24. Our NHS Complaints Standards set out how organisations providing NHS services should approach complaint handling. They say organisations should ‘promote a learning culture’ by having appropriate governance structures in place so that senior staff regularly review information that arises from complaints. They also say organisations should look at what action will be taken to learn from a complaint to continuously improve services.

25. We considered what the Practice has done to put things right. In its complaint response, the Practice acknowledged the GP had not given Mrs G advice on what to do if her symptoms deteriorated. It said it has a new triage system in place, and this will make sure appointments are allocated to those whose who most need them. It also said the GP had reflected on the importance of agreeing with patients what to do if their symptoms get continue or worse.

26. We approached the Practice and explained our view that the service improvements it has made do not fully address what went wrong. We explained what we had found so far during our primary investigation and asked it to consider taking action to address the potential failing and impact set out in this report.

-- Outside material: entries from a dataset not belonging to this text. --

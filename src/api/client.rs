//! REST client for fixture setup and server configuration
//!
//! One client holds one authenticated identity at a time (the session
//! token captured from the last login), mirroring how the suite switches
//! between admin and regular users.

use std::sync::atomic::{AtomicU64, Ordering};
use std::time::{Duration, SystemTime, UNIX_EPOCH};

use reqwest::Method;
use serde_json::{json, Value};

use crate::common::config::{ServerConfig, Timeouts};
use crate::common::{Error, Result};

use super::types::{ApiError, Channel, Team, User};

/// Password assigned to every fixture user
const FIXTURE_PASSWORD: &str = "SuitePass-123!";

/// Session-token response header
const TOKEN_HEADER: &str = "Token";

static SUFFIX_COUNTER: AtomicU64 = AtomicU64::new(0);

/// Unique lowercase suffix for fixture names, so repeated runs against the
/// same server never collide.
fn unique_suffix() -> String {
    let nanos = SystemTime::now()
        .duration_since(UNIX_EPOCH)
        .map(|d| d.subsec_nanos() as u64 + d.as_secs().wrapping_mul(1_000_000_000))
        .unwrap_or(0);
    let count = SUFFIX_COUNTER.fetch_add(1, Ordering::Relaxed);
    format!("{:x}{:x}", nanos & 0xffff_ffff, count)
}

/// Client for the chat server's REST API
pub struct ApiClient {
    http: reqwest::Client,
    base_url: String,
    token: Option<String>,
}

impl ApiClient {
    /// Create a client for the given server base URL
    pub fn new(base_url: &str, timeouts: &Timeouts) -> Result<Self> {
        let http = reqwest::Client::builder()
            .timeout(Duration::from_secs(timeouts.request_secs))
            .build()?;

        Ok(Self {
            http,
            base_url: base_url.trim_end_matches('/').to_string(),
            token: None,
        })
    }

    /// Session token of the currently logged-in identity, if any
    pub fn token(&self) -> Option<&str> {
        self.token.as_deref()
    }

    fn url(&self, path: &str) -> String {
        format!("{}/api/v4{}", self.base_url, path)
    }

    /// Issue a request and fail on any non-2xx status, carrying the
    /// server's error message.
    async fn request(
        &self,
        method: Method,
        path: &str,
        body: Option<&Value>,
    ) -> Result<reqwest::Response> {
        let mut req = self.http.request(method, self.url(path));
        if let Some(token) = &self.token {
            req = req.bearer_auth(token);
        }
        if let Some(body) = body {
            req = req.json(body);
        }

        let resp = req.send().await?;
        if resp.status().is_success() {
            return Ok(resp);
        }

        let status = resp.status().as_u16();
        let message = resp
            .json::<ApiError>()
            .await
            .map(|e| e.message)
            .unwrap_or_else(|_| "<no error body>".to_string());
        Err(Error::server_request(path, status, &message))
    }

    /// Check that the server is up
    pub async fn ping(&self) -> Result<()> {
        let url = self.url("/system/ping");
        let resp = self.http.get(&url).send().await.map_err(|e| {
            if e.is_connect() {
                Error::ServerUnreachable {
                    url: self.base_url.clone(),
                    source: e,
                }
            } else {
                Error::Http(e)
            }
        })?;

        if resp.status().is_success() {
            Ok(())
        } else {
            Err(Error::server_request(
                "/system/ping",
                resp.status().as_u16(),
                "server is not healthy",
            ))
        }
    }

    /// Log in, replacing the client's identity with this user's session
    pub async fn login(&mut self, username: &str, password: &str) -> Result<User> {
        let body = json!({ "login_id": username, "password": password });
        let resp = self
            .request(Method::POST, "/users/login", Some(&body))
            .await?;

        let token = resp
            .headers()
            .get(TOKEN_HEADER)
            .and_then(|v| v.to_str().ok())
            .map(str::to_string)
            .ok_or_else(|| Error::Setup("login response carried no session token".to_string()))?;

        let mut user: User = resp.json().await?;
        user.password = password.to_string();
        self.token = Some(token);

        tracing::debug!(username = %user.username, "logged in");
        Ok(user)
    }

    /// Log in with the admin account from the server config
    pub async fn admin_login(&mut self, server: &ServerConfig) -> Result<User> {
        self.login(&server.admin_username, &server.admin_password)
            .await
    }

    /// Create a fresh user with generated credentials
    pub async fn create_user(&self) -> Result<User> {
        let suffix = unique_suffix();
        let username = format!("user-{suffix}");
        let body = json!({
            "username": username,
            "email": format!("{username}@suite.test"),
            "password": FIXTURE_PASSWORD,
        });

        let resp = self.request(Method::POST, "/users", Some(&body)).await?;
        let mut user: User = resp.json().await?;
        user.password = FIXTURE_PASSWORD.to_string();

        tracing::debug!(username = %user.username, "created user");
        Ok(user)
    }

    /// Create an open team
    pub async fn create_team(&self, name: &str, display_name: &str) -> Result<Team> {
        let body = json!({ "name": name, "display_name": display_name, "type": "O" });
        let resp = self.request(Method::POST, "/teams", Some(&body)).await?;
        let team: Team = resp.json().await?;

        tracing::debug!(team = %team.name, "created team");
        Ok(team)
    }

    /// Add a user to a team
    pub async fn add_user_to_team(&self, team_id: &str, user_id: &str) -> Result<()> {
        let body = json!({ "team_id": team_id, "user_id": user_id });
        self.request(
            Method::POST,
            &format!("/teams/{team_id}/members"),
            Some(&body),
        )
        .await?;
        Ok(())
    }

    /// Create a public channel in a team
    pub async fn create_channel(
        &self,
        team_id: &str,
        name: &str,
        display_name: &str,
    ) -> Result<Channel> {
        let body = json!({
            "team_id": team_id,
            "name": name,
            "display_name": display_name,
            "type": "O",
        });
        let resp = self.request(Method::POST, "/channels", Some(&body)).await?;
        let channel: Channel = resp.json().await?;

        tracing::debug!(channel = %channel.name, "created channel");
        Ok(channel)
    }

    /// Patch the server-wide archived-channels visibility flag
    ///
    /// Requires an admin session.
    pub async fn update_experimental_view_archived(&self, enabled: bool) -> Result<()> {
        let body = json!({
            "TeamSettings": { "ExperimentalViewArchivedChannels": enabled }
        });
        self.request(Method::PUT, "/config/patch", Some(&body))
            .await?;

        tracing::info!(enabled, "updated archived-channels visibility flag");
        Ok(())
    }

    /// Create the standard team + primary-user bundle
    ///
    /// Requires an admin session: creates a uniquely-named team and user,
    /// and adds the user to the team.
    pub async fn init_setup(&self) -> Result<(Team, User)> {
        let suffix = unique_suffix();
        let team = self
            .create_team(&format!("team-{suffix}"), &format!("Team {suffix}"))
            .await?;
        let user = self.create_user().await?;
        self.add_user_to_team(&team.id, &user.id).await?;
        Ok((team, user))
    }
}

#[cfg(test)]
mod tests {
    use super::*;

    #[test]
    fn test_url_joining() {
        let client = ApiClient::new("http://localhost:8065/", &Timeouts::default()).unwrap();
        assert_eq!(
            client.url("/users/login"),
            "http://localhost:8065/api/v4/users/login"
        );
    }

    #[test]
    fn test_unique_suffixes_differ() {
        let a = unique_suffix();
        let b = unique_suffix();
        assert_ne!(a, b);
    }

    #[test]
    fn test_new_client_has_no_identity() {
        let client = ApiClient::new("http://localhost:8065", &Timeouts::default()).unwrap();
        assert!(client.token().is_none());
    }
}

27. The Practice shared with us an updated action plan with the service improvements it has made in relation to Miss F’s complaint. This includes a review of the NICE guideline on breathlessness during its clinical governance meetings. The Practice Manager explained to us these meetings are attended by the majority of its clinical staff and are the best way for the Practice to learn from the events like Mrs G’s sad death.

28. We have shared a copy of this action plan with Miss F.

29. We consider the information the Practice sent us shows it has acted in line with our NHS Complaints Standards. It has undertaken further work to ‘identify suitable ways to put things right’. It has made wider service improvements to support its staff to minimise the risk of similar mistakes happening in the future.

30. As this was the outcome Miss F told us she wanted from her complaint, we are satisfied we do not need to take any further action. We would like to thank both parties for their time and effort during this process.

Our Decision

1. We thank Miss F for bringing her complaint to us. We recognise how important the complaint is to her and the effort she has made to share her experience with us. We would like to offer our sincere condolences to Miss F and Mrs G’s family for their sad loss.

2. In its response to Miss F’s complaint, the Practice acknowledged it did not get some things right during Mrs G’s appointment. As part of our process, it has shared the action it has taken to reflect, learn, and make service improvements to prevent the same thing happening again. We consider this to be enough to put things right and we will therefore take no further action.